··· PROVIDED RECORDS ···

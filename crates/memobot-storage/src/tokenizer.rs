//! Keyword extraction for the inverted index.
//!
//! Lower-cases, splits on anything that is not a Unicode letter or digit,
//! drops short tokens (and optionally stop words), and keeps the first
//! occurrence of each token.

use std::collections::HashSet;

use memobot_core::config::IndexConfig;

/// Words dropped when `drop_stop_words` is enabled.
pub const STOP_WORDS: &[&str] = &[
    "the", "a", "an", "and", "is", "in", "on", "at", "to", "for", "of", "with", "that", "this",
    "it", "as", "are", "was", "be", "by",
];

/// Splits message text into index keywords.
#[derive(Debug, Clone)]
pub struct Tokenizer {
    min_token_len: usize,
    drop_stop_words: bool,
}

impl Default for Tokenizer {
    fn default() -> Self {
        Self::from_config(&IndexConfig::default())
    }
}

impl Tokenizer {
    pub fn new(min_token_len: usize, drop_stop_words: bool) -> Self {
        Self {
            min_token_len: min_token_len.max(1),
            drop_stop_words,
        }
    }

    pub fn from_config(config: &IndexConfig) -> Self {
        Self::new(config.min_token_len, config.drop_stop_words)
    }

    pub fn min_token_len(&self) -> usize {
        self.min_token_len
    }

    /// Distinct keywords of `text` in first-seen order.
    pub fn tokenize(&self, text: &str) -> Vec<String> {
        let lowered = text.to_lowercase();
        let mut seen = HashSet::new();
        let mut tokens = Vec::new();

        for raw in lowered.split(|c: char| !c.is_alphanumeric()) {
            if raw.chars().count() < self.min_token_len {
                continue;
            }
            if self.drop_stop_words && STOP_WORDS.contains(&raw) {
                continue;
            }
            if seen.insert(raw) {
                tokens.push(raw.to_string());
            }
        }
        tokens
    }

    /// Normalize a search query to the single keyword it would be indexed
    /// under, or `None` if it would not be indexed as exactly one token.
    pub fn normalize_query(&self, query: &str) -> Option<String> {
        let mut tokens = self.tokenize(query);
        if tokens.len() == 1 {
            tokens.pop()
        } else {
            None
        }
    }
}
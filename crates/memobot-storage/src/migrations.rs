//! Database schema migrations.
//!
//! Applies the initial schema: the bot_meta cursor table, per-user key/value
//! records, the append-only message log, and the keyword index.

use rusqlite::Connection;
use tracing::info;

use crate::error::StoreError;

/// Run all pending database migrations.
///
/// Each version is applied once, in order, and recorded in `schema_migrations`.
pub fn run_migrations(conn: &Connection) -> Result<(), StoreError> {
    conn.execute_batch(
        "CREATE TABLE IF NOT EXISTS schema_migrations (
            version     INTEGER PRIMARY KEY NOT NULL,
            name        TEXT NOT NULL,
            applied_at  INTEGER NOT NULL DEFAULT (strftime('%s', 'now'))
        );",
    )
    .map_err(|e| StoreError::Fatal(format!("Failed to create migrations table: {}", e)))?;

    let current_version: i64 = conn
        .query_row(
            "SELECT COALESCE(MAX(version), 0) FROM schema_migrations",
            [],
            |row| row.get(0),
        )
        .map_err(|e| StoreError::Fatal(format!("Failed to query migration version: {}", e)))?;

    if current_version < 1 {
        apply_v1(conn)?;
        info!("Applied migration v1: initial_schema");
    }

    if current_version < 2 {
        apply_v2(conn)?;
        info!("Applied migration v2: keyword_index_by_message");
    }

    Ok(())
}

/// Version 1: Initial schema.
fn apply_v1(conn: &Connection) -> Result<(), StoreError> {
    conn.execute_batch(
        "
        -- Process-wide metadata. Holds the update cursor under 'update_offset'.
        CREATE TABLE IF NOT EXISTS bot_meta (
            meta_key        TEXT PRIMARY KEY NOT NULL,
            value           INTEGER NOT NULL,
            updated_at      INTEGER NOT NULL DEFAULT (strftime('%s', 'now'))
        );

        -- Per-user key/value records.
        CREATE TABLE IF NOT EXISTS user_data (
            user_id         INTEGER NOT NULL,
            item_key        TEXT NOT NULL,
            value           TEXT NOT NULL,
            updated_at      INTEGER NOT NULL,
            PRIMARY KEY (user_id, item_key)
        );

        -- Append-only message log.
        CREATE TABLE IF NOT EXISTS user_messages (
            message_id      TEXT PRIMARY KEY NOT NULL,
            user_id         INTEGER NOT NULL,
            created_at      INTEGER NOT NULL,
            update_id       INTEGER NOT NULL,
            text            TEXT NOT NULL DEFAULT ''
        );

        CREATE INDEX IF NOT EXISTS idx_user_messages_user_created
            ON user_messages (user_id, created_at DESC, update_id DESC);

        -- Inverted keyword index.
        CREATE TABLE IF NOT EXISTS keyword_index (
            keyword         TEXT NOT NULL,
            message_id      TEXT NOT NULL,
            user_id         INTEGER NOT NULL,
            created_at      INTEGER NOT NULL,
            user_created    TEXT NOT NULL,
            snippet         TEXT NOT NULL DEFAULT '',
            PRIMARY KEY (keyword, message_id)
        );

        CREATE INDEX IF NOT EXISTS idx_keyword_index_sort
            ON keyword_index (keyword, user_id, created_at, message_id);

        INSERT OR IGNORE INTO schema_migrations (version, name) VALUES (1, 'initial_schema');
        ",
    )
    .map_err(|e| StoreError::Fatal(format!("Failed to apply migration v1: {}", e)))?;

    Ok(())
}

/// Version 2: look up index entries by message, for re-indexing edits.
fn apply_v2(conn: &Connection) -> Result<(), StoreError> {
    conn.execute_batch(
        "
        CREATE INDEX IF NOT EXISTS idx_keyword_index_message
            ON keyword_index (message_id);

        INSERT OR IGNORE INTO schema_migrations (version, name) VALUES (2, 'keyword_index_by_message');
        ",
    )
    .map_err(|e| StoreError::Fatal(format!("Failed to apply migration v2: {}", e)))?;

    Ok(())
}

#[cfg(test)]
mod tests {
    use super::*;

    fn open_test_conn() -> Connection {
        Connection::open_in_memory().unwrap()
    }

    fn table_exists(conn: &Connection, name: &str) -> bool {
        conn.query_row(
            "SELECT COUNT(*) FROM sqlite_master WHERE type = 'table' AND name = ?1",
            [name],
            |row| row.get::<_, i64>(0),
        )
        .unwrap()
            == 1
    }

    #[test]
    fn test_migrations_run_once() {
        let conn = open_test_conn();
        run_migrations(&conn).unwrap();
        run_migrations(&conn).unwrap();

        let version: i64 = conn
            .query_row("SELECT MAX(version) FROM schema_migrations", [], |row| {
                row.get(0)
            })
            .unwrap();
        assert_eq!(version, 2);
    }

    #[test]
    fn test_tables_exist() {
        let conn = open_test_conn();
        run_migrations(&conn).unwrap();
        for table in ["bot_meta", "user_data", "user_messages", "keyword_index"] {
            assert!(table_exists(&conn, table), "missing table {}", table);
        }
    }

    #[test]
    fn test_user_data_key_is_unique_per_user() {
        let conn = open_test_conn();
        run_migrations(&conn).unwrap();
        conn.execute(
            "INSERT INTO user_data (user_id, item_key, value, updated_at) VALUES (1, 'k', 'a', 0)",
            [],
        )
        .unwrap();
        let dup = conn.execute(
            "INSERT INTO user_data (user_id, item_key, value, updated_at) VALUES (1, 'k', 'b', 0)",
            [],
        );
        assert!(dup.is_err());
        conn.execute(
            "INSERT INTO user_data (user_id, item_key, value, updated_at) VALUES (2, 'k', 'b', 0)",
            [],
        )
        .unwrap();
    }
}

···
··· PROVIDED RECORDS ···

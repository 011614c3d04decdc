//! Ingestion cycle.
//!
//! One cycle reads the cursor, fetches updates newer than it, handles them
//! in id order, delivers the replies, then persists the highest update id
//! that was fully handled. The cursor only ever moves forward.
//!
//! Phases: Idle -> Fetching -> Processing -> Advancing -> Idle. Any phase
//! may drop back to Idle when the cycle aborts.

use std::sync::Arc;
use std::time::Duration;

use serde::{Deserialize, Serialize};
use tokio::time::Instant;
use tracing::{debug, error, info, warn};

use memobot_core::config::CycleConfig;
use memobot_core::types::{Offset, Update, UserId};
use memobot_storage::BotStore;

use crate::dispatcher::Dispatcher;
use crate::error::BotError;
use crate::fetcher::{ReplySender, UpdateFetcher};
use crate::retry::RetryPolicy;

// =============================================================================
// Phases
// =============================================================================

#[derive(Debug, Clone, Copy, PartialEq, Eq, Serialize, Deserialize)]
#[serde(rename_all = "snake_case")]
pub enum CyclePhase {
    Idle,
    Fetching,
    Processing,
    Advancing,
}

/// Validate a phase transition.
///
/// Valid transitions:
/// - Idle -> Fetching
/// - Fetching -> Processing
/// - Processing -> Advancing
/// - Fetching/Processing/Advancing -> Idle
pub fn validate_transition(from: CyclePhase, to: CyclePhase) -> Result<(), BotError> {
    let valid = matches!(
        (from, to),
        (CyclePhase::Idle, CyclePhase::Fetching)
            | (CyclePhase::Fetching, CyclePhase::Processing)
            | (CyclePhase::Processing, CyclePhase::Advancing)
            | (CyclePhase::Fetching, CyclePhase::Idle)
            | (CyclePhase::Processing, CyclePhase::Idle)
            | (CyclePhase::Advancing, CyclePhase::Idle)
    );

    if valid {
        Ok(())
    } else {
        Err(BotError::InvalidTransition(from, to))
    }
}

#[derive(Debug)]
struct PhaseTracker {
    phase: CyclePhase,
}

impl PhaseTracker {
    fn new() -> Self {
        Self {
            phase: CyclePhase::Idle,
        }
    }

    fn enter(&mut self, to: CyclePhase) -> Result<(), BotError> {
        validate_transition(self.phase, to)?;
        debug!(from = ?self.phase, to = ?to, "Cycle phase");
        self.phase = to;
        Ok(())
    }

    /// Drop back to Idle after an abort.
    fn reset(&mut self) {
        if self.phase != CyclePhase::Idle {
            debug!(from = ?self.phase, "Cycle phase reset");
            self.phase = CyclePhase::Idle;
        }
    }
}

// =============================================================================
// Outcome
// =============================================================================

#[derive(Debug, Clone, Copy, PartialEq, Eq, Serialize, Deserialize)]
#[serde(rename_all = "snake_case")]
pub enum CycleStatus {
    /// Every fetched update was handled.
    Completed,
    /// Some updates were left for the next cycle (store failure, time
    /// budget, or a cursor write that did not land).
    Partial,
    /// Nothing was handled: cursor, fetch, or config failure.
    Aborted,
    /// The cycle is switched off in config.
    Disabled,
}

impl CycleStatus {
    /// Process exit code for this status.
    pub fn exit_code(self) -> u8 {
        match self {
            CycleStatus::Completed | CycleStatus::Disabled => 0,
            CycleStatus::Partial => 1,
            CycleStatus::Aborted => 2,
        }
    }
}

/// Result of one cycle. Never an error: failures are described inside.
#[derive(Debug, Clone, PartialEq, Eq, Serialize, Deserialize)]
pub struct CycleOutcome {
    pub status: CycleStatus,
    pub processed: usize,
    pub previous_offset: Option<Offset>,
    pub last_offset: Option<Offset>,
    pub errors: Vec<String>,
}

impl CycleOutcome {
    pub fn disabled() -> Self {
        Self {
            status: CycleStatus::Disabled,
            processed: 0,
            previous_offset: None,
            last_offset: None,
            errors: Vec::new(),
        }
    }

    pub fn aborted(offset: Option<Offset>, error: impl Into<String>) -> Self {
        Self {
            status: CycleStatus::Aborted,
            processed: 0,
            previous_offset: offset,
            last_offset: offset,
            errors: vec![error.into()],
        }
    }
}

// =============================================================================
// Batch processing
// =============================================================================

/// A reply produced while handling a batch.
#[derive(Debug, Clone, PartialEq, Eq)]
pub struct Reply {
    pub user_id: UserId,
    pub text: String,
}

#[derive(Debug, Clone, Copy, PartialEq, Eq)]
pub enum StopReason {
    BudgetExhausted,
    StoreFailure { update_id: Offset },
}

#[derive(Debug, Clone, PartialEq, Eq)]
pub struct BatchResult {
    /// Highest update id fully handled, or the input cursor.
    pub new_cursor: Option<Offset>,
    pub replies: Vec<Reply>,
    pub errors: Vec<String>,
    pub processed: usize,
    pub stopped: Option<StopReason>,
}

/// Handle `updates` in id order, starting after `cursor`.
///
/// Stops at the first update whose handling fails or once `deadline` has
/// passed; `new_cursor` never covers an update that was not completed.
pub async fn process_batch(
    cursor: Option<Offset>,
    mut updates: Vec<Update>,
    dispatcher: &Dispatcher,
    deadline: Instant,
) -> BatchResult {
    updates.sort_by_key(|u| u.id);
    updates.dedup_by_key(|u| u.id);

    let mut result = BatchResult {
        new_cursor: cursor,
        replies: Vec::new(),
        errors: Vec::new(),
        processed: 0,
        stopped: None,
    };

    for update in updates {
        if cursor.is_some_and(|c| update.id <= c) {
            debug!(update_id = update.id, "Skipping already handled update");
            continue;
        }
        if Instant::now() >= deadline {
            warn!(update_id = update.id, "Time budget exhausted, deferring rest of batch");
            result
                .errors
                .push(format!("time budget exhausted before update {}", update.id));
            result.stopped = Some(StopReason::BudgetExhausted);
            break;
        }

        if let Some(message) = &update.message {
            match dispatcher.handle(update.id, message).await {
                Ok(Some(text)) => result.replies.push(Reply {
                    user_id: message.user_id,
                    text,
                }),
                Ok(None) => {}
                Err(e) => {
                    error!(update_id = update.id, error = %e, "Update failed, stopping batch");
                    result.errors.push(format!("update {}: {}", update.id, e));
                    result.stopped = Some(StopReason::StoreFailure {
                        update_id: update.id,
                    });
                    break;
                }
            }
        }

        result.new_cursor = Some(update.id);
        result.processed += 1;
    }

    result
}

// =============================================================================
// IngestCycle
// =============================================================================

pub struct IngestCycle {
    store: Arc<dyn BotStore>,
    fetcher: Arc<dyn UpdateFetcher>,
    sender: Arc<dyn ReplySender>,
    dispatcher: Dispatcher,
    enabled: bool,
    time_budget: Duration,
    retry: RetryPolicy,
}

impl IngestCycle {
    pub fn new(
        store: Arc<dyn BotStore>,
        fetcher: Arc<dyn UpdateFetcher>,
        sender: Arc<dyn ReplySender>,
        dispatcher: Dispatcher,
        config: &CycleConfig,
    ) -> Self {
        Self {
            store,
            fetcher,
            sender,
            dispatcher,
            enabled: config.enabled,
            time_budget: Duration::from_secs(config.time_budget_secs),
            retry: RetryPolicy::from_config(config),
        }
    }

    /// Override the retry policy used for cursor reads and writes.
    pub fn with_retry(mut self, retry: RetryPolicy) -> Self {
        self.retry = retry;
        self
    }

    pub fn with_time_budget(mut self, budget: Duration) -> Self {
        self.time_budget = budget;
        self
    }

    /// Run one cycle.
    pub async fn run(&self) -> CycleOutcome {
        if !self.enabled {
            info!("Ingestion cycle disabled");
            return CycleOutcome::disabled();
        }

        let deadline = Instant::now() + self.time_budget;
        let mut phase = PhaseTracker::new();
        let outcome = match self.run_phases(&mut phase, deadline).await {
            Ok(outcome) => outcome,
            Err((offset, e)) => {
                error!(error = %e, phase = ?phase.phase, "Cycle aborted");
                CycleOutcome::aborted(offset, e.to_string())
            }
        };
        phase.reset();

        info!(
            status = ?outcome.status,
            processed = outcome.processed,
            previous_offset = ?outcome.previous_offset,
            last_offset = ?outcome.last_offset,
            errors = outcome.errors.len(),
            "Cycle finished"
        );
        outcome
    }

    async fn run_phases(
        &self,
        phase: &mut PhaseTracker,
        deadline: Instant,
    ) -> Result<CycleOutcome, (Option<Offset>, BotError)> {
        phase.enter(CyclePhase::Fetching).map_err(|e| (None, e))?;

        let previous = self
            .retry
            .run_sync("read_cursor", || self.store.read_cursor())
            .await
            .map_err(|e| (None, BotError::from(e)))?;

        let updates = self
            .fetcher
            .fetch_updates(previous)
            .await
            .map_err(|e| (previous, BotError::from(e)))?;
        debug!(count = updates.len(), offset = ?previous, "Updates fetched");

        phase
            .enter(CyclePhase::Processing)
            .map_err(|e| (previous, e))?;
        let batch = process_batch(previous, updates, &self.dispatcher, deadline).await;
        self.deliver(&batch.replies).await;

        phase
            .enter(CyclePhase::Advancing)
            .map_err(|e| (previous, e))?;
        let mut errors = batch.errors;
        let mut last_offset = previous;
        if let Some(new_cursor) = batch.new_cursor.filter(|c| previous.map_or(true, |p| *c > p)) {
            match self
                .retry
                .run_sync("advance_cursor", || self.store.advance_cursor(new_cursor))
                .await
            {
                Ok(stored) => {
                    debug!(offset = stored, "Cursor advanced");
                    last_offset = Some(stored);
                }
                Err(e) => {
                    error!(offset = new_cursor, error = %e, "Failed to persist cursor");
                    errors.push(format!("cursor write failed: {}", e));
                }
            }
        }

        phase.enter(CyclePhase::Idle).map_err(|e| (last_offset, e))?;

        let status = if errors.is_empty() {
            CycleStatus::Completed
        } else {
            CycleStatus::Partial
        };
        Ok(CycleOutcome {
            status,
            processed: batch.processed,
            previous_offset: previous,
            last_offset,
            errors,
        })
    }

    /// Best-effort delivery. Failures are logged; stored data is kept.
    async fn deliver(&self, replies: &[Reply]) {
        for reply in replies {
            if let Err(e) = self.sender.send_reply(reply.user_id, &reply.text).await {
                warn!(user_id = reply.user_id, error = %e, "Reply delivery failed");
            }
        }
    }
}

···

#### WORK INSTRUCTION
All lines in the listing above from the line containing "filename crates/memobot-storage/src/tokenizer.rs" to the line containing "of each token.", inclusive, should be retyped exactly; no other lines should appear.

#### RESULT
filename crates/memobot-storage/src/tokenizer.rs
//! Keyword extraction for the inverted index.
//!
//! Lower-cases, splits on anything that is not a Unicode letter or digit,
//! drops short tokens (and optionally stop words), and keeps the first
//! occurrence of each token.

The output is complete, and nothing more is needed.